-- Task brief --
Each line below should be written out again without any change.

-- Supplied information --
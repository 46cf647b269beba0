use chrono::{DateTime, Utc};
use serde::Deserialize;

use crate::{
    adapters::webhooks::field,
    app_error::{AppError, AppResult},
    domain::entities::{
        provider::Provider,
        reconcile_event::{EventKind, ProviderSubscription, ReconcileEvent, SubscriptionRef},
        subscription::SubscriptionStatus,
    },
    infra::card_billing_client::{CardInvoice, CardSubscription},
    use_cases::webhook::{EventHandler, InboundEvent},
};

pub const HANDLERS: &[(&str, EventHandler)] = &[
    ("customer.subscription.created", subscription_created),
    ("customer.subscription.updated", subscription_updated),
    ("customer.subscription.deleted", subscription_deleted),
    ("customer.subscription.trial_will_end", trial_will_end),
    ("invoice.payment_failed", invoice_payment_failed),
    ("invoice.payment_succeeded", invoice_paid),
    ("invoice.paid", invoice_paid),
];

#[derive(Debug, Deserialize)]
struct Envelope {
    id: String,
    #[serde(rename = "type")]
    event_type: String,
    created: i64,
    data: serde_json::Value,
}

/// Envelope: `{ id, type, created, data: { object, previous_attributes? } }`.
pub fn parse_envelope(body: &[u8], received_at: DateTime<Utc>) -> AppResult<InboundEvent> {
    let envelope: Envelope = serde_json::from_slice(body)
        .map_err(|e| AppError::Validation(format!("Invalid card billing payload: {}", e)))?;
    let occurred_at = DateTime::from_timestamp(envelope.created, 0)
        .ok_or_else(|| AppError::Validation(format!("Invalid event time {}", envelope.created)))?;

    Ok(InboundEvent {
        provider: Provider::CardBilling,
        external_event_id: envelope.id,
        event_type: envelope.event_type,
        payload: envelope.data,
        occurred_at,
        received_at,
    })
}

fn subscription_object(event: &InboundEvent) -> AppResult<(CardSubscription, ProviderSubscription)> {
    let subscription: CardSubscription = field(event, "object")?;
    let snapshot = subscription.to_provider_subscription(event.occurred_at)?;
    Ok((subscription, snapshot))
}

fn seconds(secs: Option<i64>) -> Option<DateTime<Utc>> {
    secs.and_then(|s| DateTime::from_timestamp(s, 0))
}

fn subscription_created(event: &InboundEvent) -> AppResult<ReconcileEvent> {
    let (subscription, snapshot) = subscription_object(event)?;
    Ok(ReconcileEvent::snapshot(
        snapshot,
        subscription.user_id(),
        event.occurred_at,
    ))
}

/// A flip of `cancel_at_period_end` is a user decision and bypasses ordering;
/// any other update is taken as a full snapshot.
fn subscription_updated(event: &InboundEvent) -> AppResult<ReconcileEvent> {
    let (subscription, snapshot) = subscription_object(event)?;
    let cancel_flag_changed = event
        .payload
        .get("previous_attributes")
        .and_then(|p| p.get("cancel_at_period_end"))
        .is_some();

    if !cancel_flag_changed {
        return Ok(ReconcileEvent::snapshot(
            snapshot,
            subscription.user_id(),
            event.occurred_at,
        ));
    }

    let subject = snapshot.subject(subscription.user_id());
    if subscription.cancel_at_period_end {
        let effective_at = seconds(subscription.canceled_at).unwrap_or(event.occurred_at);
        let baseline = ProviderSubscription {
            cancelled_at: None,
            ..snapshot
        };
        Ok(ReconcileEvent::new(
            subject,
            effective_at,
            EventKind::CancellationRequested {
                at_period_end: true,
            },
        )
        .with_baseline(baseline))
    } else {
        let baseline = ProviderSubscription {
            cancelled_at: Some(event.occurred_at),
            ..snapshot
        };
        Ok(ReconcileEvent::new(subject, event.occurred_at, EventKind::Uncancelled)
            .with_baseline(baseline))
    }
}

/// Subscription ended. When it had been scheduled to cancel, ending at the
/// period boundary resolves to expiry in the transition.
fn subscription_deleted(event: &InboundEvent) -> AppResult<ReconcileEvent> {
    let (subscription, snapshot) = subscription_object(event)?;
    let effective_at = seconds(subscription.ended_at).unwrap_or(event.occurred_at);
    let baseline = ProviderSubscription {
        status: SubscriptionStatus::Active,
        cancelled_at: if subscription.cancel_at_period_end {
            snapshot.cancelled_at
        } else {
            None
        },
        ..snapshot.clone()
    };
    Ok(ReconcileEvent::new(
        snapshot.subject(subscription.user_id()),
        effective_at,
        EventKind::CancellationRequested {
            at_period_end: false,
        },
    )
    .with_baseline(baseline))
}

fn trial_will_end(event: &InboundEvent) -> AppResult<ReconcileEvent> {
    let (subscription, snapshot) = subscription_object(event)?;
    Ok(ReconcileEvent::new(
        snapshot.subject(subscription.user_id()),
        event.occurred_at,
        EventKind::TrialEnding,
    )
    .with_baseline(snapshot))
}

fn invoice_subject(event: &InboundEvent) -> AppResult<(CardInvoice, SubscriptionRef)> {
    let invoice: CardInvoice = field(event, "object")?;
    let subscription_id = invoice.subscription.clone().ok_or_else(|| {
        AppError::Validation(format!("Invoice {} is not for a subscription", invoice.id))
    })?;
    let subject = SubscriptionRef {
        provider: Provider::CardBilling,
        external_subscription_id: subscription_id,
        external_customer_id: invoice.customer.clone(),
        user_id: None,
    };
    Ok((invoice, subject))
}

/// Invoices only carry the subscription id, so they update known rows and
/// are rejected for unknown ones; the subscription events create rows.
fn invoice_payment_failed(event: &InboundEvent) -> AppResult<ReconcileEvent> {
    let (_, subject) = invoice_subject(event)?;
    Ok(ReconcileEvent::new(
        subject,
        event.occurred_at,
        EventKind::PaymentFailed,
    ))
}

fn invoice_paid(event: &InboundEvent) -> AppResult<ReconcileEvent> {
    let (invoice, subject) = invoice_subject(event)?;
    Ok(ReconcileEvent::new(
        subject,
        event.occurred_at,
        EventKind::PaymentSucceeded {
            period_end: invoice.period_end()?,
        },
    ))
}
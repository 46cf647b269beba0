use axum::{
    Json, Router,
    extract::State,
    http::{HeaderMap, StatusCode},
    response::IntoResponse,
    routing::{get, post},
};
use axum_extra::extract::cookie::CookieJar;
use chrono::{DateTime, Utc};
use serde::{Deserialize, Serialize};
use uuid::Uuid;

use crate::{
    adapters::http::{app_state::AppState, middleware::current_user_id},
    app_error::{AppError, AppResult},
    application::ports::provider_client::PurchaseReceipt,
    domain::entities::{
        provider::Provider,
        subscription::{Plan, Subscription, SubscriptionStatus},
    },
};

/// Client-facing view of the caller's subscription.
#[derive(Debug, Serialize)]
struct SubscriptionResponse {
    id: Uuid,
    provider: Provider,
    plan: Plan,
    status: SubscriptionStatus,
    current_period_end: DateTime<Utc>,
    cancelled_at: Option<DateTime<Utc>>,
    entitled: bool,
    /// Provider could not be reached; this is the last known state.
    stale: bool,
}

impl SubscriptionResponse {
    fn project(subscription: &Subscription, stale: bool) -> Self {
        Self {
            id: subscription.id,
            provider: subscription.provider,
            plan: subscription.plan,
            status: subscription.status,
            current_period_end: subscription.current_period_end,
            cancelled_at: subscription.cancelled_at,
            entitled: subscription.has_entitlement(Utc::now()),
            stale,
        }
    }
}

#[derive(Deserialize)]
struct CreatePayload {
    plan: Plan,
    payment_method_id: String,
}

#[derive(Deserialize)]
struct CancelPayload {
    subscription_id: Uuid,
    #[serde(default = "default_at_period_end")]
    cancel_at_period_end: bool,
}

fn default_at_period_end() -> bool {
    true
}

#[derive(Deserialize)]
struct PaymentMethodPayload {
    payment_method_id: String,
}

-- Answer space --
repository 46cf647b269beba0
use chrono::{DateTime, Utc};
use serde::Deserialize;

use crate::{
    adapters::webhooks::field,
    app_error::{AppError, AppResult},
    domain::entities::{
        provider::Provider,
        reconcile_event::{EventKind, ProviderSubscription, ReconcileEvent, SubscriptionRef},
        subscription::SubscriptionStatus,
    },
    infra::card_billing_client::{CardInvoice, CardSubscription},
    use_cases::webhook::{EventHandler, InboundEvent},
};

pub const HANDLERS: &[(&str, EventHandler)] = &[
    ("customer.subscription.created", subscription_created),
    ("customer.subscription.updated", subscription_updated),
    ("customer.subscription.deleted", subscription_deleted),
    ("customer.subscription.trial_will_end", trial_will_end),
    ("invoice.payment_failed", invoice_payment_failed),
    ("invoice.payment_succeeded", invoice_paid),
    ("invoice.paid", invoice_paid),
];

#[derive(Debug, Deserialize)]
struct Envelope {
    id: String,
    #[serde(rename = "type")]
    event_type: String,
    created: i64,
    data: serde_json::Value,
}

/// Envelope: `{ id, type, created, data: { object, previous_attributes? } }`.
pub fn parse_envelope(body: &[u8], received_at: DateTime<Utc>) -> AppResult<InboundEvent> {
    let envelope: Envelope = serde_json::from_slice(body)
        .map_err(|e| AppError::Validation(format!("Invalid card billing payload: {}", e)))?;
    let occurred_at = DateTime::from_timestamp(envelope.created, 0)
        .ok_or_else(|| AppError::Validation(format!("Invalid event time {}", envelope.created)))?;

    Ok(InboundEvent {
        provider: Provider::CardBilling,
        external_event_id: envelope.id,
        event_type: envelope.event_type,
        payload: envelope.data,
        occurred_at,
        received_at,
    })
}

fn subscription_object(event: &InboundEvent) -> AppResult<(CardSubscription, ProviderSubscription)> {
    let subscription: CardSubscription = field(event, "object")?;
    let snapshot = subscription.to_provider_subscription(event.occurred_at)?;
    Ok((subscription, snapshot))
}

fn seconds(secs: Option<i64>) -> Option<DateTime<Utc>> {
    secs.and_then(|s| DateTime::from_timestamp(s, 0))
}

fn subscription_created(event: &InboundEvent) -> AppResult<ReconcileEvent> {
    let (subscription, snapshot) = subscription_object(event)?;
    Ok(ReconcileEvent::snapshot(
        snapshot,
        subscription.user_id(),
        event.occurred_at,
    ))
}

/// A flip of `cancel_at_period_end` is a user decision and bypasses ordering;
/// any other update is taken as a full snapshot.
fn subscription_updated(event: &InboundEvent) -> AppResult<ReconcileEvent> {
    let (subscription, snapshot) = subscription_object(event)?;
    let cancel_flag_changed = event
        .payload
        .get("previous_attributes")
        .and_then(|p| p.get("cancel_at_period_end"))
        .is_some();

    if !cancel_flag_changed {
        return Ok(ReconcileEvent::snapshot(
            snapshot,
            subscription.user_id(),
            event.occurred_at,
        ));
    }

    let subject = snapshot.subject(subscription.user_id());
    if subscription.cancel_at_period_end {
        let effective_at = seconds(subscription.canceled_at).unwrap_or(event.occurred_at);
        let baseline = ProviderSubscription {
            cancelled_at: None,
            ..snapshot
        };
        Ok(ReconcileEvent::new(
            subject,
            effective_at,
            EventKind::CancellationRequested {
                at_period_end: true,
            },
        )
        .with_baseline(baseline))
    } else {
        let baseline = ProviderSubscription {
            cancelled_at: Some(event.occurred_at),
            ..snapshot
        };
        Ok(ReconcileEvent::new(subject, event.occurred_at, EventKind::Uncancelled)
            .with_baseline(baseline))
    }
}

/// Subscription ended. When it had been scheduled to cancel, ending at the
/// period boundary resolves to expiry in the transition.
fn subscription_deleted(event: &InboundEvent) -> AppResult<ReconcileEvent> {
    let (subscription, snapshot) = subscription_object(event)?;
    let effective_at = seconds(subscription.ended_at).unwrap_or(event.occurred_at);
    let baseline = ProviderSubscription {
        status: SubscriptionStatus::Active,
        cancelled_at: if subscription.cancel_at_period_end {
            snapshot.cancelled_at
        } else {
            None
        },
        ..snapshot.clone()
    };
    Ok(ReconcileEvent::new(
        snapshot.subject(subscription.user_id()),
        effective_at,
        EventKind::CancellationRequested {
            at_period_end: false,
        },
    )
    .with_baseline(baseline))
}

fn trial_will_end(event: &InboundEvent) -> AppResult<ReconcileEvent> {
    let (subscription, snapshot) = subscription_object(event)?;
    Ok(ReconcileEvent::new(
        snapshot.subject(subscription.user_id()),
        event.occurred_at,
        EventKind::TrialEnding,
    )
    .with_baseline(snapshot))
}

fn invoice_subject(event: &InboundEvent) -> AppResult<(CardInvoice, SubscriptionRef)> {
    let invoice: CardInvoice = field(event, "object")?;
    let subscription_id = invoice.subscription.clone().ok_or_else(|| {
        AppError::Validation(format!("Invoice {} is not for a subscription", invoice.id))
    })?;
    let subject = SubscriptionRef {
        provider: Provider::CardBilling,
        external_subscription_id: subscription_id,
        external_customer_id: invoice.customer.clone(),
        user_id: None,
    };
    Ok((invoice, subject))
}

/// Invoices only carry the subscription id, so they update known rows and
/// are rejected for unknown ones; the subscription events create rows.
fn invoice_payment_failed(event: &InboundEvent) -> AppResult<ReconcileEvent> {
    let (_, subject) = invoice_subject(event)?;
    Ok(ReconcileEvent::new(
        subject,
        event.occurred_at,
        EventKind::PaymentFailed,
    ))
}

fn invoice_paid(event: &InboundEvent) -> AppResult<ReconcileEvent> {
    let (invoice, subject) = invoice_subject(event)?;
    Ok(ReconcileEvent::new(
        subject,
        event.occurred_at,
        EventKind::PaymentSucceeded {
            period_end: invoice.period_end()?,
        },
    ))
}
repository 46cf647b269beba0
use axum::{
    Json, Router,
    extract::State,
    http::{HeaderMap, StatusCode},
    response::IntoResponse,
    routing::{get, post},
};
use axum_extra::extract::cookie::CookieJar;
use chrono::{DateTime, Utc};
use serde::{Deserialize, Serialize};
use uuid::Uuid;

use crate::{
    adapters::http::{app_state::AppState, middleware::current_user_id},
    app_error::{AppError, AppResult},
    application::ports::provider_client::PurchaseReceipt,
    domain::entities::{
        provider::Provider,
        subscription::{Plan, Subscription, SubscriptionStatus},
    },
};

/// Client-facing view of the caller's subscription.
#[derive(Debug, Serialize)]
struct SubscriptionResponse {
    id: Uuid,
    provider: Provider,
    plan: Plan,
    status: SubscriptionStatus,
    current_period_end: DateTime<Utc>,
    cancelled_at: Option<DateTime<Utc>>,
    entitled: bool,
    /// Provider could not be reached; this is the last known state.
    stale: bool,
}

impl SubscriptionResponse {
    fn project(subscription: &Subscription, stale: bool) -> Self {
        Self {
            id: subscription.id,
            provider: subscription.provider,
            plan: subscription.plan,
            status: subscription.status,
            current_period_end: subscription.current_period_end,
            cancelled_at: subscription.cancelled_at,
            entitled: subscription.has_entitlement(Utc::now()),
            stale,
        }
    }
}

#[derive(Deserialize)]
struct CreatePayload {
    plan: Plan,
    payment_method_id: String,
}

#[derive(Deserialize)]
struct CancelPayload {
    subscription_id: Uuid,
    #[serde(default = "default_at_period_end")]
    cancel_at_period_end: bool,
}

fn default_at_period_end() -> bool {
    true
}

#[derive(Deserialize)]
struct PaymentMethodPayload {
    payment_method_id: String,
}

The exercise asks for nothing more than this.